If Clearwire is the single largest holder of spectrum in the United States, and AT&T and Verizon are buying up everything the FCC is auctioning off, where will Sprint and all the other wireless companies receive spectrum from? Enter Clearwire. Should the FCC lose control of the auction process, AT&T and Verizon will dominate the auction and force the other companies out. Aside from a wave of mergers, there will be but one alternative for access to spectrum in such a scenario. If AT&T and Verizon tighten their grip on spectrum even more, they will enhance the appeal of Clearwire's spectrum via the simple fact that it is the only spectrum that is left to acquire. Dish (DISH) has shown that it is unwilling to sell, preferring to launch its own network instead. And LightSquared's spectrum has been proven to be largely useless. Should AT&T and Verizon tighten control of the spectrum market, Clearwire is poised to be a prime beneficiary.

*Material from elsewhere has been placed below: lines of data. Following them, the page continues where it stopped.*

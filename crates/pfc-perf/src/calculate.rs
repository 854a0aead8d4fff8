use crate::population::PlayerPerformance;
use crate::population::Population;
use pfc_core::*;
use pfc_records::Rule;
use pfc_select::check_convergence;
use pfc_select::non_convergent_player_names;
use pfc_select::normalise_rule_dates;
use pfc_select::select;
use pfc_store::Store;
use pfc_store::transact;

/// Result of calculating one population.
#[derive(Debug)]
pub struct PopulationReport {
    /// False when the iteration cap was reached before stability.
    pub converged: bool,
    pub iterations: usize,
    pub high_performance: Performance,
    pub players: Vec<PlayerPerformance>,
}

/// Result of one calculation run.
#[derive(Debug)]
pub struct Calculation {
    pub rule: Rule,
    pub selected_games: usize,
    pub selected_players: usize,
    pub populations: Vec<PopulationReport>,
    /// Player names per population found non-convergent, in population
    /// order; these populations have no performance numbers.
    pub non_convergent: Vec<Vec<String>>,
}

/// Calculate player performances for a rule.
///
/// Runs the whole selection and iteration inside one transaction; any
/// failure backs out and is returned to the caller.
pub fn calculate<S: Store>(
    store: &mut S,
    rule: &Rule,
    measure: Performance,
    delta: Performance,
    cap: Option<usize>,
) -> Outcome<Calculation> {
    let mut rule = rule.clone();
    rule.verify()?;
    normalise_rule_dates(&mut rule)?;
    transact(store, |store| {
        let selection = select(store, &rule)?;
        let verdicts = check_convergence(store, &selection.playersets, &selection.games)?;
        let mut populations = Vec::new();
        let mut non_convergent = Vec::new();
        for (playerset, convergent) in selection.playersets.iter().zip(&verdicts) {
            if !convergent {
                non_convergent.push(non_convergent_player_names(store, playerset)?);
                continue;
            }
            let mut population = Population::new(store, playerset, &selection.games, measure)?;
            let converged = population.do_iterations_until_stable(delta, cap);
            population.set_high_performance();
            log::info!(
                "{:<32}{:<32}",
                "population calculated",
                format!(
                    "{} players, {} iterations",
                    playerset.count_records(),
                    population.iterations
                )
            );
            populations.push(PopulationReport {
                converged,
                iterations: population.iterations,
                high_performance: population.high_performance,
                players: population.results(),
            });
        }
        Ok(Calculation {
            rule: rule.clone(),
            selected_games: selection.games.count_records(),
            selected_players: selection.players.count_records(),
            populations,
            non_convergent,
        })
    })
}

#[cfg(test)]
mod tests {
    use super::*;
    use pfc_identify::identify_players_as_person;
    use pfc_import::copy_all_names_from_games;
    use pfc_records::*;
    use pfc_store::MemoryStore;
    use pfc_store::Store;
    use std::collections::BTreeMap;

    const CAP: Option<usize> = Some(100_000);

    fn seeded(games: &[(&str, &str, &str, &str)]) -> MemoryStore {
        let mut store = MemoryStore::new();
        create_identity_records_if_missing(&mut store).unwrap();
        transact(&mut store, |store| {
            for (number, (white, black, result, event)) in games.iter().enumerate() {
                let mut headers = BTreeMap::new();
                headers.insert(TAG_WHITE.to_string(), white.to_string());
                headers.insert(TAG_BLACK.to_string(), black.to_string());
                headers.insert(TAG_RESULT.to_string(), result.to_string());
                headers.insert(TAG_EVENT.to_string(), event.to_string());
                let game = Game::new("fixture.pgn", &(number + 1).to_string(), 0, headers);
                store.put_record(GAME_FILE, &game)?;
            }
            Ok(())
        })
        .unwrap();
        copy_all_names_from_games(&mut store, &mut Silent, &Stop::new()).unwrap();
        let players: Vec<Key> = store.recordlist_ebm(PLAYER_FILE).iter().collect();
        for key in players {
            identify_players_as_person(&mut store, &[], key).unwrap();
        }
        store
    }

    fn event_rule(store: &MemoryStore, names: &[&str]) -> Rule {
        let all = store.recordlist_ebm(EVENT_FILE);
        let mut codes = Vec::new();
        for (_, raw) in store.record_cursor(EVENT_FILE, &all) {
            let event = Event::decode(raw).unwrap();
            if names.contains(&event.event.as_deref().unwrap_or_default()) {
                codes.push(event.identity);
            }
        }
        Rule {
            name: names.join(" + "),
            event_identities: codes,
            ..Rule::default()
        }
    }

    fn performance_of(report: &PopulationReport, name: &str) -> Performance {
        report
            .players
            .iter()
            .find(|player| player.name.as_deref() == Some(name))
            .unwrap_or_else(|| panic!("no performance for {name}"))
            .performance
    }

    #[test]
    fn rock_paper_scissors_triangle_lands_on_zero() {
        let mut store = seeded(&[
            ("A", "B", "1-0", "One"),
            ("B", "C", "1-0", "One"),
            ("C", "A", "1-0", "One"),
        ]);
        let rule = event_rule(&store, &["One"]);
        let outcome = calculate(&mut store, &rule, MEASURE, STABILITY_DELTA, CAP).unwrap();
        assert!(outcome.non_convergent.is_empty());
        assert_eq!(outcome.populations.len(), 1);
        let report = &outcome.populations[0];
        assert!(report.converged);
        for name in ["A", "B", "C"] {
            assert!(performance_of(report, name).abs() <= STABILITY_DELTA);
        }
        assert_eq!(report.high_performance, performance_of(report, "A"));
    }

    #[test]
    fn two_wins_one_loss_orders_a_above_c_above_b() {
        // A beats B twice, C beats A, B beats C: a triangle with a
        // doubled A-B edge.
        let mut store = seeded(&[
            ("A", "B", "1-0", "One"),
            ("A", "B", "1-0", "One"),
            ("C", "A", "1-0", "One"),
            ("B", "C", "1-0", "One"),
        ]);
        let rule = event_rule(&store, &["One"]);
        let outcome = calculate(&mut store, &rule, MEASURE, STABILITY_DELTA, CAP).unwrap();
        let report = &outcome.populations[0];
        assert!(report.converged);
        let a = performance_of(report, "A");
        let b = performance_of(report, "B");
        let c = performance_of(report, "C");
        assert!(a > c && c > b, "expected A > C > B, got {a} {c} {b}");
        // The fixed point of the three equations: A - B = 20, C midway.
        assert!((a - b - 20.0).abs() < 1e-6);
        assert!((c - (a + b) / 2.0).abs() < 1e-6);
        // Normalised numbers measure down from the top player.
        let top = &report.players[0];
        assert_eq!(top.name.as_deref(), Some("A"));
        assert!(top.normalised.abs() < 1e-9);
    }

    #[test]
    fn linear_chain_reports_names_instead_of_numbers() {
        let mut store = seeded(&[
            ("A", "B", "1/2-1/2", "One"),
            ("B", "C", "1/2-1/2", "One"),
            ("C", "D", "1/2-1/2", "One"),
        ]);
        let rule = event_rule(&store, &["One"]);
        let outcome = calculate(&mut store, &rule, MEASURE, STABILITY_DELTA, CAP).unwrap();
        assert!(outcome.populations.is_empty());
        assert_eq!(outcome.non_convergent.len(), 1);
        let mut names = outcome.non_convergent[0].clone();
        names.sort();
        assert_eq!(names, vec!["A", "B", "C", "D"]);
    }

    #[test]
    fn disjoint_events_are_processed_independently() {
        let mut store = seeded(&[
            ("A", "B", "1-0", "One"),
            ("B", "C", "1-0", "One"),
            ("C", "A", "1-0", "One"),
            ("X", "Y", "1-0", "Two"),
            ("Y", "Z", "1-0", "Two"),
            ("Z", "X", "1-0", "Two"),
        ]);
        let rule = event_rule(&store, &["One", "Two"]);
        let outcome = calculate(&mut store, &rule, MEASURE, STABILITY_DELTA, CAP).unwrap();
        assert_eq!(outcome.selected_games, 6);
        assert_eq!(outcome.populations.len(), 2);
        assert!(outcome.non_convergent.is_empty());
        for report in &outcome.populations {
            assert!(report.converged);
            assert_eq!(report.players.len(), 3);
        }
    }

    #[test]
    fn one_more_step_after_stability_changes_nothing_material() {
        let mut store = seeded(&[
            ("A", "B", "1-0", "One"),
            ("A", "B", "1-0", "One"),
            ("C", "A", "1-0", "One"),
            ("B", "C", "1-0", "One"),
        ]);
        let rule = event_rule(&store, &["One"]);
        let selection = select(&store, &rule).unwrap();
        let mut population =
            Population::new(&store, &selection.playersets[0], &selection.games, MEASURE).unwrap();
        assert!(population.do_iterations_until_stable(STABILITY_DELTA, CAP));
        let before: Vec<Performance> = population
            .persons()
            .map(|person| person.performance())
            .collect();
        population.iterate_performance();
        let after: Vec<Performance> = population
            .persons()
            .map(|person| person.performance())
            .collect();
        for (a, b) in before.iter().zip(&after) {
            assert!((a - b).abs() <= STABILITY_DELTA);
        }
    }

    #[test]
    fn a_tight_cap_reports_not_converged() {
        let mut store = seeded(&[
            ("A", "B", "1-0", "One"),
            ("A", "B", "1-0", "One"),
            ("C", "A", "1-0", "One"),
            ("B", "C", "1-0", "One"),
        ]);
        let rule = event_rule(&store, &["One"]);
        let outcome = calculate(&mut store, &rule, MEASURE, STABILITY_DELTA, Some(2)).unwrap();
        assert_eq!(outcome.populations.len(), 1);
        assert!(!outcome.populations[0].converged);
        assert_eq!(outcome.populations[0].iterations, 2);
    }

    #[test]
    fn rewards_scale_with_the_measure() {
        let games = [
            ("A", "B", "1-0", "One"),
            ("B", "C", "1-0", "One"),
            ("C", "A", "1-0", "One"),
            ("A", "B", "1-0", "One"),
        ];
        let mut store = seeded(&games);
        let rule = event_rule(&store, &["One"]);
        let at_50 = calculate(&mut store, &rule, 50.0, STABILITY_DELTA, CAP).unwrap();
        let mut store = seeded(&games);
        let at_100 = calculate(&mut store, &rule, 100.0, STABILITY_DELTA, CAP).unwrap();
        let spread_50 = performance_of(&at_50.populations[0], "A")
            - performance_of(&at_50.populations[0], "B");
        let spread_100 = performance_of(&at_100.populations[0], "A")
            - performance_of(&at_100.populations[0], "B");
        assert!((spread_100 - 2.0 * spread_50).abs() < 1e-6);
    }
}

Recent developments have proven that the Clearwire story is only getting better. Clearwire's competitive position has dramatically improved with the collapse of LightSquared. Its earnings release shows that it is steadily working towards a better financial future. And recent developments in the spectrum market serve to highlight the value of Clearwire's spectrum. We think that Clearwire is an extremely compelling investment at these levels, and believe that now is a great time to add to or initiate positions in Clearwire, as we are doing. Analysts agree with us. For the record, the Reuters average analyst price target is $5.81, representing upside of almost 163% from current levels. We think that investors who invest in Clearwire at these levels will be amply rewarded. Clearwire is slowly but surely changing the wireless industry, and it is presenting a clear investment opportunity to those willing to look at the facts.